━━━ Supplied information ━━━

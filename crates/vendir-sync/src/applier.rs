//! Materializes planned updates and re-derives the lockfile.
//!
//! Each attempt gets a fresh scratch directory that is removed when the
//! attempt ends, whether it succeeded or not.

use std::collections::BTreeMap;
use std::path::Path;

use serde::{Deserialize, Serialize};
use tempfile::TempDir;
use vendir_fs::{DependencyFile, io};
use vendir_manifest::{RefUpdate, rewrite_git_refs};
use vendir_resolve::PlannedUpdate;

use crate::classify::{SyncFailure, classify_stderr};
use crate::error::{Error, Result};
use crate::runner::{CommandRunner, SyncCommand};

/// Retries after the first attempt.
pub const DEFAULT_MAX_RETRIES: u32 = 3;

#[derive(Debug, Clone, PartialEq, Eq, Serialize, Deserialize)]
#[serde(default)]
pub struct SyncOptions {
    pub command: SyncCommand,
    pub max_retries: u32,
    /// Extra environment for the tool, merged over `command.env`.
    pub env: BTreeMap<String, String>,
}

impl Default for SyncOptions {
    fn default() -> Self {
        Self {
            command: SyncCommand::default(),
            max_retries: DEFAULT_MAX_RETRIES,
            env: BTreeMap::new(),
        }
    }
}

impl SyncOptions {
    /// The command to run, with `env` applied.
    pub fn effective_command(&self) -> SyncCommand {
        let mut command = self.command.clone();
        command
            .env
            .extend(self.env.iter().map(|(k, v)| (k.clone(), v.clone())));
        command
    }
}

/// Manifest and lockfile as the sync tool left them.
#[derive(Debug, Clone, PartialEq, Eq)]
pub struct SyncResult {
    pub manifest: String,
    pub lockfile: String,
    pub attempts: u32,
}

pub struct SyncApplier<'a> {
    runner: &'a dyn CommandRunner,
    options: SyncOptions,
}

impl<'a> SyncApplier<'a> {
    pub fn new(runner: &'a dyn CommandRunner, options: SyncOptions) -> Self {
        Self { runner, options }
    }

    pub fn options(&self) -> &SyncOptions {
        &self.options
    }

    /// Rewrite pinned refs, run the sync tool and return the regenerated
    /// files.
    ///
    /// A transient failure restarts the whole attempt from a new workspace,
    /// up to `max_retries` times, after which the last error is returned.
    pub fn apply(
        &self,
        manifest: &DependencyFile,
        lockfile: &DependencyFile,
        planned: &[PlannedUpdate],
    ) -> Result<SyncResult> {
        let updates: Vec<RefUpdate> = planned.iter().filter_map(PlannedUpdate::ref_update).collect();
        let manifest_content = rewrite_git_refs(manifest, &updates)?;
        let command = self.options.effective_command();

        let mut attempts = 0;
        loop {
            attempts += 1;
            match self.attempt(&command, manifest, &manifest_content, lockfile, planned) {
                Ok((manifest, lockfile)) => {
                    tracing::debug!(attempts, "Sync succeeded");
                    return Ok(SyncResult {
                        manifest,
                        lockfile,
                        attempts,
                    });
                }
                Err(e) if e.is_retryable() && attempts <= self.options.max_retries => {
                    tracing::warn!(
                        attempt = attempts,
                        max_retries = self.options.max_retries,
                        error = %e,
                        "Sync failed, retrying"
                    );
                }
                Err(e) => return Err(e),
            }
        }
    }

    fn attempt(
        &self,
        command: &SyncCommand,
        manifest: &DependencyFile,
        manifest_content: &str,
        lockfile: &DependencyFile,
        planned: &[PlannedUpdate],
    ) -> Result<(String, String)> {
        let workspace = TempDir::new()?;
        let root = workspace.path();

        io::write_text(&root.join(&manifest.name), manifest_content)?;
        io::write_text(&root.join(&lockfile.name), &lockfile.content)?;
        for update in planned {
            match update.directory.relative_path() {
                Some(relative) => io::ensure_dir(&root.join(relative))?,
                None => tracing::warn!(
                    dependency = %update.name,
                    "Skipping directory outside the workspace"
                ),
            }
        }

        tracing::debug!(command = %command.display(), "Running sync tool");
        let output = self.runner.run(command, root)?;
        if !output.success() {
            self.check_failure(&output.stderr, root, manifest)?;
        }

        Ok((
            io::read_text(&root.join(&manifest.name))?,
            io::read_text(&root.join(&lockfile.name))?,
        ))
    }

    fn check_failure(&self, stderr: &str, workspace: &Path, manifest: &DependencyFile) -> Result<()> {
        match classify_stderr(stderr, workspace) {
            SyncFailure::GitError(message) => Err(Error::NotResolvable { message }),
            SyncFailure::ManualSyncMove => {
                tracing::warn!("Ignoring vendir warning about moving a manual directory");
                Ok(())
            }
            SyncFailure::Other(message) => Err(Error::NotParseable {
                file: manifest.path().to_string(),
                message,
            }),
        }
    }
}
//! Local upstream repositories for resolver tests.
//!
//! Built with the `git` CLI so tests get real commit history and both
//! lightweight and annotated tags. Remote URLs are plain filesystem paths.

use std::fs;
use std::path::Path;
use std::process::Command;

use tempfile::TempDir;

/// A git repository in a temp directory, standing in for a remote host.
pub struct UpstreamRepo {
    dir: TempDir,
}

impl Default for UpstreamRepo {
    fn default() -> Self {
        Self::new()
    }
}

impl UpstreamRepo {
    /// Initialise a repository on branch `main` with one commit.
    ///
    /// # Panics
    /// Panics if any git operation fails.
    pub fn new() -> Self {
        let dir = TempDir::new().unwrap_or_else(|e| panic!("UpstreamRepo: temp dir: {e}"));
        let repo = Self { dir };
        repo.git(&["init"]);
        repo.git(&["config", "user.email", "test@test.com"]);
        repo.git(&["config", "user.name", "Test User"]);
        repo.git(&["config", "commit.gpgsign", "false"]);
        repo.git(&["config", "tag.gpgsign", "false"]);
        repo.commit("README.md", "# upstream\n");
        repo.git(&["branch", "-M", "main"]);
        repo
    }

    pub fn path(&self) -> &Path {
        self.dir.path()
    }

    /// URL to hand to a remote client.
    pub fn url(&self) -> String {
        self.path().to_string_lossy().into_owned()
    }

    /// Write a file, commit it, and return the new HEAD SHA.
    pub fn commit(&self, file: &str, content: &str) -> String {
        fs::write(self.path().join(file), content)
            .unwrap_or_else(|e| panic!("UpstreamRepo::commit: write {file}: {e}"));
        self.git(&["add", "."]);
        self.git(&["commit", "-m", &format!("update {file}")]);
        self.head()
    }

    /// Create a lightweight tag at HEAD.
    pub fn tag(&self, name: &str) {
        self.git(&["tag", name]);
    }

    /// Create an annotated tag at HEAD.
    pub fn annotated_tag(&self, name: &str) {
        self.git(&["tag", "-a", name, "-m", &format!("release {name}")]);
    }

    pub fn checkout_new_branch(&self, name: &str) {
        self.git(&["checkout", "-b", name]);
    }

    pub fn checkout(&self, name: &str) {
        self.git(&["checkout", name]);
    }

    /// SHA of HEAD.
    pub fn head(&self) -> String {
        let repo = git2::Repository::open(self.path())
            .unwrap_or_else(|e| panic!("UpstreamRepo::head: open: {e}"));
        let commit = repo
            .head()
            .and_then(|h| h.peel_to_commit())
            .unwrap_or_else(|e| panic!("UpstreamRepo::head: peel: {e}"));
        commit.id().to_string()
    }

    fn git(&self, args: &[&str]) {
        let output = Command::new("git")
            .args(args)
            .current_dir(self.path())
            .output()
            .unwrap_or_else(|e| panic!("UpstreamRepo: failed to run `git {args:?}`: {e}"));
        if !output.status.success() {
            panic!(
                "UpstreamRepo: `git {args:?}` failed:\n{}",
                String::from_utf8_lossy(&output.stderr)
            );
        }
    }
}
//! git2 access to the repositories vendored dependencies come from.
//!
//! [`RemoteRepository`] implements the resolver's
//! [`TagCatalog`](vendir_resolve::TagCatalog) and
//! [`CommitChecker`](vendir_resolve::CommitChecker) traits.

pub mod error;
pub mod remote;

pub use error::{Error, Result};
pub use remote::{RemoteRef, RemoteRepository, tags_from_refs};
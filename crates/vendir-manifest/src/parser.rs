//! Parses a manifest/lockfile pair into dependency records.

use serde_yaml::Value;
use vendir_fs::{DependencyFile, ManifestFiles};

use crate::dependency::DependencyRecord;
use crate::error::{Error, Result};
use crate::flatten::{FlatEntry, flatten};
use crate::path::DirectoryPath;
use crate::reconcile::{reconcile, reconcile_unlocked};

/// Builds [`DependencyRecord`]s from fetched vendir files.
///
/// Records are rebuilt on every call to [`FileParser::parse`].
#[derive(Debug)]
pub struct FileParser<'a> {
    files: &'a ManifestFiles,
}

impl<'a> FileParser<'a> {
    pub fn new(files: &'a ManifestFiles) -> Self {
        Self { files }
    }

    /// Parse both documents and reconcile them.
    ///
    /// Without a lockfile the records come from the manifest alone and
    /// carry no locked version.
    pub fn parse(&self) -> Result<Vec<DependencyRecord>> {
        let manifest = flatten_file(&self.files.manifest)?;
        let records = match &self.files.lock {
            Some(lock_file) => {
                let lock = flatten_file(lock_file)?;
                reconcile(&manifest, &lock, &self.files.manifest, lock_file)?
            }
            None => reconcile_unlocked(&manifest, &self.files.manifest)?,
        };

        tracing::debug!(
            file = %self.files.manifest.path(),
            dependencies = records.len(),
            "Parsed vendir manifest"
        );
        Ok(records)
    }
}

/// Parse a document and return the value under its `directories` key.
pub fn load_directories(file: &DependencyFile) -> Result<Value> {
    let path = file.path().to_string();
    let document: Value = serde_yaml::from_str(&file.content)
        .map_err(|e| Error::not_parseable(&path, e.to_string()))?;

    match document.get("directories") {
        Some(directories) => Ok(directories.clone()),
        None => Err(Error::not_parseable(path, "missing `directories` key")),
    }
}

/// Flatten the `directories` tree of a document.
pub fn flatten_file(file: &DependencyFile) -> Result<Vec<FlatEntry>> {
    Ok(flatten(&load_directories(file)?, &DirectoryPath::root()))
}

━━━
━━━ Supplied information ━━━

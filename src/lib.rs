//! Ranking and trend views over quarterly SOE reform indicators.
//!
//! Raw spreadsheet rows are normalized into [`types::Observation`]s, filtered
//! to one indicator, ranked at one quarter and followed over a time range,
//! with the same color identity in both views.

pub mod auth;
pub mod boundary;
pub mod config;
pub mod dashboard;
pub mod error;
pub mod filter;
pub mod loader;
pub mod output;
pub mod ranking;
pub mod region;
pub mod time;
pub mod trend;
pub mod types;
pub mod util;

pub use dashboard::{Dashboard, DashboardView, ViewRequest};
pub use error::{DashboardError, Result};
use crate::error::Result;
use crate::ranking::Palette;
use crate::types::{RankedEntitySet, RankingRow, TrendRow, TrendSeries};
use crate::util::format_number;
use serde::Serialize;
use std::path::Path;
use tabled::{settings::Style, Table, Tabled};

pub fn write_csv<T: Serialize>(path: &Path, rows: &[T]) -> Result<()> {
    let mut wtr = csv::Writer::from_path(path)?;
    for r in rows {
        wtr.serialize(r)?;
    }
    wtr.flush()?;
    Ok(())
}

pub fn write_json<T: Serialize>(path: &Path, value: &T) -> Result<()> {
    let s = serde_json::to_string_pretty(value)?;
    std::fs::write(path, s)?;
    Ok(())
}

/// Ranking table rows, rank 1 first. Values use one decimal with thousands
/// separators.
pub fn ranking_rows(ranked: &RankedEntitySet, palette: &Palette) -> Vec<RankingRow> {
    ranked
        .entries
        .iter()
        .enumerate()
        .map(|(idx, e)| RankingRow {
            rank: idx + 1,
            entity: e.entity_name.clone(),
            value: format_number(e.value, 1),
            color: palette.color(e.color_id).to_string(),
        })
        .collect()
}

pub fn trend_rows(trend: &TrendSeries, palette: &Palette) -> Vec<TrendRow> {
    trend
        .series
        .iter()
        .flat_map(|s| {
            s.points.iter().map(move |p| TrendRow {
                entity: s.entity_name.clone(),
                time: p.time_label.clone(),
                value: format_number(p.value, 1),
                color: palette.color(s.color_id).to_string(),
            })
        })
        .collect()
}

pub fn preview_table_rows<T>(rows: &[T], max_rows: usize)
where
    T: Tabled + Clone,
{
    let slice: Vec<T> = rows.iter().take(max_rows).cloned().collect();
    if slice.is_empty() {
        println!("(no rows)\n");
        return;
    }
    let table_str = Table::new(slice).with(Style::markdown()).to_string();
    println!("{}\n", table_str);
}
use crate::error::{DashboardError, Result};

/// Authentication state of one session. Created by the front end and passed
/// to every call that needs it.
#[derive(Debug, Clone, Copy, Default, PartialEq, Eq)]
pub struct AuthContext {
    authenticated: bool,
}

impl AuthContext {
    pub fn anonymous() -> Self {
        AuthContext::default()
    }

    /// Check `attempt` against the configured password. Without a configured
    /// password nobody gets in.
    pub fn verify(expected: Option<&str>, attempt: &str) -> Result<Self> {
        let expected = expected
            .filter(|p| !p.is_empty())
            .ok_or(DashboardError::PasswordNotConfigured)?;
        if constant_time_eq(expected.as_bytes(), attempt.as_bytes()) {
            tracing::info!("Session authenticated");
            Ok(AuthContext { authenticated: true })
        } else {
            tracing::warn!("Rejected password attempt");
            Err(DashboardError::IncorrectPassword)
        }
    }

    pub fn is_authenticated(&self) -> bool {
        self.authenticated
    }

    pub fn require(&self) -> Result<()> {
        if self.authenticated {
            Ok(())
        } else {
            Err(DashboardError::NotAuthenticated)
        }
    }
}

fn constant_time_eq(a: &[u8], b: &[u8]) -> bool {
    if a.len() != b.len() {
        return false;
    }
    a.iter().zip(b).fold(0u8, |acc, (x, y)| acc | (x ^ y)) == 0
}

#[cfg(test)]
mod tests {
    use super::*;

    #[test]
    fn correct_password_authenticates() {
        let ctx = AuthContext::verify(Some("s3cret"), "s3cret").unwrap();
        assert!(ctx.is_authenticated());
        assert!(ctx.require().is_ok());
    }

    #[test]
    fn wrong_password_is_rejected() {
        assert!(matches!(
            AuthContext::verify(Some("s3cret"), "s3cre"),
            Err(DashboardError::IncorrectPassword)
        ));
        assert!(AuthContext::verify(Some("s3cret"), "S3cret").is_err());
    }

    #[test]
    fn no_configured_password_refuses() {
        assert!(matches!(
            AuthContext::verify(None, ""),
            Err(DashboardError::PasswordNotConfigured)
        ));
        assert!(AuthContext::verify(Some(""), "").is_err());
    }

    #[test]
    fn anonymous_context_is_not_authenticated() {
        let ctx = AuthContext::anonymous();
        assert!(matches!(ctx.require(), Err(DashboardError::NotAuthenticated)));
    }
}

━━━

Problem requirements: Which of the lines in the material above contain "views"? Copy each one out.

Reply to the task:
//! Ranking and trend views over quarterly SOE reform indicators.
//! with the same color identity in both views.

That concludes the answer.